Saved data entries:
-------
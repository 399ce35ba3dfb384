//! Dispatcher: routes the four core operations to the configured backend.

use crate::backends::barebox::BareboxBackend;
use crate::backends::efi::EfiBackend;
use crate::backends::grub::GrubBackend;
use crate::backends::uboot::UbootBackend;
use crate::backends::Backend;
use crate::config::{BootLoaderName, SystemConfig};
use crate::process::{ProcessRunner, SystemRunner};
use crate::registry::SlotRegistry;
use crate::slot::Slot;
use crate::Error;

/// The uniform slot-selection contract, backed by one of the four
/// concrete bootloader backends.
///
/// Construction is the only place the configured bootloader name is
/// consulted; an immutable [`SystemConfig`] is passed in once rather than
/// read from a process-wide singleton.
pub struct BootSlotDispatcher<'a> {
    registry: &'a SlotRegistry,
    config: &'a SystemConfig,
    runner: Box<dyn ProcessRunner + 'a>,
}

impl<'a> BootSlotDispatcher<'a> {
    /// Build a dispatcher that spawns real subprocesses.
    pub fn new(registry: &'a SlotRegistry, config: &'a SystemConfig) -> Result<Self, Error> {
        Self::with_runner(registry, config, SystemRunner)
    }

    /// Build a dispatcher over an injected [`ProcessRunner`], the seam
    /// tests substitute a double for.
    pub fn with_runner(
        registry: &'a SlotRegistry,
        config: &'a SystemConfig,
        runner: impl ProcessRunner + 'a,
    ) -> Result<Self, Error> {
        if config.bootloader == BootLoaderName::Grub && config.grubenv_path.is_none() {
            return Err(Error::Unsupported(
                "grub bootloader requires a grubenv_path in configuration".to_string(),
            ));
        }

        Ok(Self {
            registry,
            config,
            runner: Box::new(runner),
        })
    }

    fn backend(&self) -> Result<Box<dyn Backend + '_>, Error> {
        tracing::trace!(bootloader = %self.config.bootloader, "selecting backend");
        Ok(match self.config.bootloader {
            BootLoaderName::Barebox => Box::new(BareboxBackend::new(
                self.registry,
                self.runner.as_ref(),
                self.config.max_attempts,
            )),
            BootLoaderName::Uboot => Box::new(UbootBackend::new(
                self.registry,
                self.runner.as_ref(),
                self.config.max_attempts,
            )),
            BootLoaderName::Grub => {
                let path = self
                    .config
                    .grubenv_path
                    .as_ref()
                    .and_then(|p| p.to_str())
                    .ok_or_else(|| {
                        Error::Unsupported("grubenv_path is not valid UTF-8".to_string())
                    })?;
                Box::new(GrubBackend::new(self.registry, self.runner.as_ref(), path))
            }
            BootLoaderName::Efi => Box::new(EfiBackend::new(self.registry, self.runner.as_ref())),
        })
    }

    /// Is `slot` currently bootable?
    pub fn get_state(&self, slot: &Slot) -> Result<bool, Error> {
        tracing::debug!(slot = %slot.name, "get_state");
        self.backend()?.get_state(slot)
    }

    /// Which slot will be selected on next boot?
    pub fn get_primary(&self) -> Result<Slot, Error> {
        let primary = self.backend()?.get_primary()?;
        tracing::debug!(slot = %primary.name, "get_primary");
        Ok(primary)
    }

    /// Mark `slot` good or bad.
    pub fn set_state(&self, slot: &Slot, good: bool) -> Result<(), Error> {
        tracing::debug!(slot = %slot.name, good, "set_state");
        self.backend()?.set_state(slot, good)
    }

    /// Promote `slot` to primary.
    pub fn set_primary(&self, slot: &Slot) -> Result<(), Error> {
        tracing::debug!(slot = %slot.name, "set_primary");
        self.backend()?.set_primary(slot)
    }
}

#[cfg(test)]
mod tests {
    use super::*;
    use crate::config::DEFAULT_MAX_ATTEMPTS;
    use crate::process::fake::FakeRunner;
    use crate::slot::SlotClass;

    fn slot(name: &str, bootname: &str) -> Slot {
        Slot {
            name: name.to_string(),
            bootname: Some(bootname.to_string()),
            class: SlotClass::Rootfs,
            device: format!("/dev/{name}"),
            readonly: false,
        }
    }

    #[test]
    fn grub_without_path_is_unsupported() {
        let registry = SlotRegistry::new(vec![slot("rootfs.0", "A")]);
        let config = SystemConfig {
            bootloader: BootLoaderName::Grub,
            grubenv_path: None,
            max_attempts: DEFAULT_MAX_ATTEMPTS,
        };
        let runner = FakeRunner::new();
        let result = BootSlotDispatcher::with_runner(&registry, &config, runner);
        assert!(matches!(result, Err(Error::Unsupported(_))));
    }

    #[test]
    fn not_bootable_slot_is_rejected_before_any_subprocess_call() {
        let registry = SlotRegistry::new(vec![Slot {
            name: "recovery.0".to_string(),
            bootname: None,
            class: SlotClass::Recovery,
            device: "/dev/recovery-0".to_string(),
            readonly: true,
        }]);
        let config = SystemConfig {
            bootloader: BootLoaderName::Barebox,
            grubenv_path: None,
            max_attempts: DEFAULT_MAX_ATTEMPTS,
        };
        let runner = FakeRunner::new();
        let dispatcher = BootSlotDispatcher::with_runner(&registry, &config, runner).unwrap();
        let slot = registry.by_name("recovery.0").unwrap();
        let result = dispatcher.get_state(slot);
        assert!(matches!(result, Err(Error::NotBootable(_))));
    }
}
-------
What you should do: Among the records, find the lines that contain "debug" and copy each of them.

Task result:
        tracing::debug!(slot = %slot.name, "get_state");
        tracing::debug!(slot = %primary.name, "get_primary");
        tracing::debug!(slot = %slot.name, good, "set_state");
        tracing::debug!(slot = %slot.name, "set_primary");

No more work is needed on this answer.